Lines from the beginning of the entries up to and including the one with "Callers map a" must be duplicated word for word; leave out all others.

→ **Working data**:
============
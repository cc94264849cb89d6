//! Regent Policy - role/operation access evaluation
//!
//! Policies are plain data: per record type, a table of (role, operation)
//! rows resolving to an [`Access`] level, plus field rules for the second,
//! independent field-level pass. Evaluation is a pure function of its
//! inputs — identical (role, operation, record, actor) always yields the
//! same decision — so the evaluator needs no locking.
//!
//! Denials carry no detail about which rule triggered. Callers map a
//! [`Decision::Deny`] to a generic "forbidden" outcome; the specific rule
//! is logged here at debug level and goes no further.

#![deny(unsafe_code)]

pub mod defaults;
pub mod protection;

pub use protection::{account_protection_denies, AdminCensus, StaticCensus};

use regent_types::{
    ActorId, Decision, FieldDecision, FieldOperation, Operation, Record, RecordFilter, RecordType,
    Role, ViolationMode,
};
use serde::{Deserialize, Serialize};
use std::collections::HashMap;
use tracing::debug;

// ── Access levels ────────────────────────────────────────────────────

/// What a (role, operation) row grants.
#[derive(Clone, Copy, Debug, PartialEq, Eq, Serialize, Deserialize)]
#[serde(rename_all = "snake_case")]
pub enum Access {
    Deny,
    Allow,
    /// Only records the actor created.
    OwnerOnly,
    /// Only records assigned to the actor, or unassigned.
    AssignedOrUnassigned,
    /// Only records in the explicitly published state.
    PublishedOnly,
    /// Only records not soft-deleted.
    ActiveOnly,
}

impl Access {
    fn into_decision(self, actor: Option<&ActorId>) -> Decision {
        match self {
            Access::Deny => Decision::Deny,
            Access::Allow => Decision::Allow,
            Access::OwnerOnly => match actor {
                Some(actor) => Decision::AllowWithFilter(RecordFilter::OwnerIs(actor.clone())),
                None => Decision::Deny,
            },
            Access::AssignedOrUnassigned => match actor {
                Some(actor) => {
                    Decision::AllowWithFilter(RecordFilter::AssignedToOrUnassigned(actor.clone()))
                }
                None => Decision::Deny,
            },
            Access::PublishedOnly => Decision::AllowWithFilter(RecordFilter::PublishedOnly),
            Access::ActiveOnly => Decision::AllowWithFilter(RecordFilter::ActiveOnly),
        }
    }
}

// ── Field rules ──────────────────────────────────────────────────────

/// Field-level access for one field of one record type.
#[derive(Clone, Debug, Serialize, Deserialize)]
pub struct FieldRule {
    pub field: String,
    /// Roles that may read the field. Empty means every staff role.
    pub read: Vec<Role>,
    /// Roles that may write the field. Empty means system-managed: no
    /// client write is ever accepted.
    pub update: Vec<Role>,
    pub on_violation: ViolationMode,
}

impl FieldRule {
    pub fn new(field: impl Into<String>) -> Self {
        Self {
            field: field.into(),
            read: Vec::new(),
            update: Vec::new(),
            on_violation: ViolationMode::Strip,
        }
    }

    pub fn readable_by(mut self, roles: impl IntoIterator<Item = Role>) -> Self {
        self.read = roles.into_iter().collect();
        self
    }

    pub fn updatable_by(mut self, roles: impl IntoIterator<Item = Role>) -> Self {
        self.update = roles.into_iter().collect();
        self
    }

    /// A violation rejects the whole write.
    pub fn rejecting(mut self) -> Self {
        self.on_violation = ViolationMode::Reject;
        self
    }

    /// System-managed: nobody writes it through the API; client values are
    /// silently dropped.
    pub fn system_managed(mut self) -> Self {
        self.update = Vec::new();
        self.on_violation = ViolationMode::Strip;
        self
    }
}

// ── Record policy ────────────────────────────────────────────────────

/// The full policy for one record type.
#[derive(Clone, Debug, Serialize, Deserialize)]
pub struct RecordPolicy {
    pub record_type: RecordType,
    rows: Vec<AccessRow>,
    field_rules: Vec<FieldRule>,
    /// Roles allowed to update fields without an explicit rule.
    unlisted_update: Vec<Role>,
    /// Violation mode for fields without an explicit rule.
    unlisted_violation: ViolationMode,
}

#[derive(Clone, Debug, Serialize, Deserialize)]
struct AccessRow {
    role: Role,
    operation: Operation,
    access: Access,
}

impl RecordPolicy {
    pub fn new(record_type: RecordType) -> Self {
        Self {
            record_type,
            rows: Vec::new(),
            field_rules: Vec::new(),
            unlisted_update: Vec::new(),
            unlisted_violation: ViolationMode::Strip,
        }
    }

    pub fn grant(mut self, role: Role, operation: Operation, access: Access) -> Self {
        self.rows.push(AccessRow {
            role,
            operation,
            access,
        });
        self
    }

    /// Grant `access` for `operation` to each role in `roles`.
    pub fn grant_each(
        mut self,
        roles: impl IntoIterator<Item = Role>,
        operation: Operation,
        access: Access,
    ) -> Self {
        for role in roles {
            self.rows.push(AccessRow {
                role,
                operation,
                access,
            });
        }
        self
    }

    pub fn field_rule(mut self, rule: FieldRule) -> Self {
        self.field_rules.push(rule);
        self
    }

    pub fn unlisted_fields(
        mut self,
        update: impl IntoIterator<Item = Role>,
        on_violation: ViolationMode,
    ) -> Self {
        self.unlisted_update = update.into_iter().collect();
        self.unlisted_violation = on_violation;
        self
    }

    fn access_for(&self, role: Role, operation: Operation) -> Access {
        self.rows
            .iter()
            .find(|row| row.role == role && row.operation == operation)
            .map(|row| row.access)
            // No row means no grant.
            .unwrap_or(Access::Deny)
    }

    fn rule_for(&self, field: &str) -> Option<&FieldRule> {
        self.field_rules.iter().find(|rule| rule.field == field)
    }
}

// ── Evaluator ────────────────────────────────────────────────────────

/// Evaluates record-level and field-level access for every governed type.
#[derive(Clone, Debug, Default)]
pub struct PolicyEvaluator {
    policies: HashMap<RecordType, RecordPolicy>,
}

impl PolicyEvaluator {
    pub fn new() -> Self {
        Self::default()
    }

    /// The education-domain default tables.
    pub fn with_defaults() -> Self {
        defaults::education_defaults()
    }

    pub fn add_policy(&mut self, policy: RecordPolicy) {
        self.policies.insert(policy.record_type, policy);
    }

    pub fn policy(&self, record_type: RecordType) -> Option<&RecordPolicy> {
        self.policies.get(&record_type)
    }

    /// Record-level evaluation.
    ///
    /// When `record` is supplied, scoped grants are resolved against it;
    /// otherwise the caller receives the filter to apply at query time.
    pub fn evaluate(
        &self,
        role: Role,
        operation: Operation,
        record_type: RecordType,
        record: Option<&Record>,
        actor: Option<&ActorId>,
    ) -> Decision {
        let Some(policy) = self.policies.get(&record_type) else {
            debug!(%record_type, "no policy registered, denying");
            return Decision::Deny;
        };

        let decision = policy.access_for(role, operation).into_decision(actor);

        let resolved = match decision {
            Decision::AllowWithFilter(filter) => match record {
                Some(record) => {
                    if filter.matches(record) {
                        Decision::Allow
                    } else {
                        Decision::Deny
                    }
                }
                None => Decision::AllowWithFilter(filter),
            },
            other => other,
        };

        if resolved == Decision::Deny {
            debug!(%role, %operation, %record_type, "record-level access denied");
        }
        resolved
    }

    /// Field-level evaluation — a second pass, independent of the
    /// record-level decision. A role may pass record-level update and still
    /// be denied specific fields.
    pub fn evaluate_field(
        &self,
        role: Role,
        operation: FieldOperation,
        record_type: RecordType,
        field: &str,
    ) -> FieldDecision {
        let Some(policy) = self.policies.get(&record_type) else {
            return FieldDecision::Deny(ViolationMode::Reject);
        };

        match policy.rule_for(field) {
            Some(rule) => match operation {
                FieldOperation::Read => {
                    if rule.read.is_empty() && role.is_staff() {
                        FieldDecision::Allow
                    } else if rule.read.contains(&role) {
                        FieldDecision::Allow
                    } else {
                        FieldDecision::Deny(rule.on_violation)
                    }
                }
                FieldOperation::Update => {
                    if rule.update.contains(&role) {
                        FieldDecision::Allow
                    } else {
                        FieldDecision::Deny(rule.on_violation)
                    }
                }
            },
            None => match operation {
                // Unlisted fields are readable by staff.
                FieldOperation::Read => {
                    if role.is_staff() {
                        FieldDecision::Allow
                    } else {
                        FieldDecision::Deny(policy.unlisted_violation)
                    }
                }
                FieldOperation::Update => {
                    if policy.unlisted_update.contains(&role) {
                        FieldDecision::Allow
                    } else {
                        FieldDecision::Deny(policy.unlisted_violation)
                    }
                }
            },
        }
    }
}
============
→ **Solution**:
repository cc94264849cb89d6
//! Regent Policy - role/operation access evaluation
//!
//! Policies are plain data: per record type, a table of (role, operation)
//! rows resolving to an [`Access`] level, plus field rules for the second,
//! independent field-level pass. Evaluation is a pure function of its
//! inputs — identical (role, operation, record, actor) always yields the
//! same decision — so the evaluator needs no locking.
//!
//! Denials carry no detail about which rule triggered. Callers map a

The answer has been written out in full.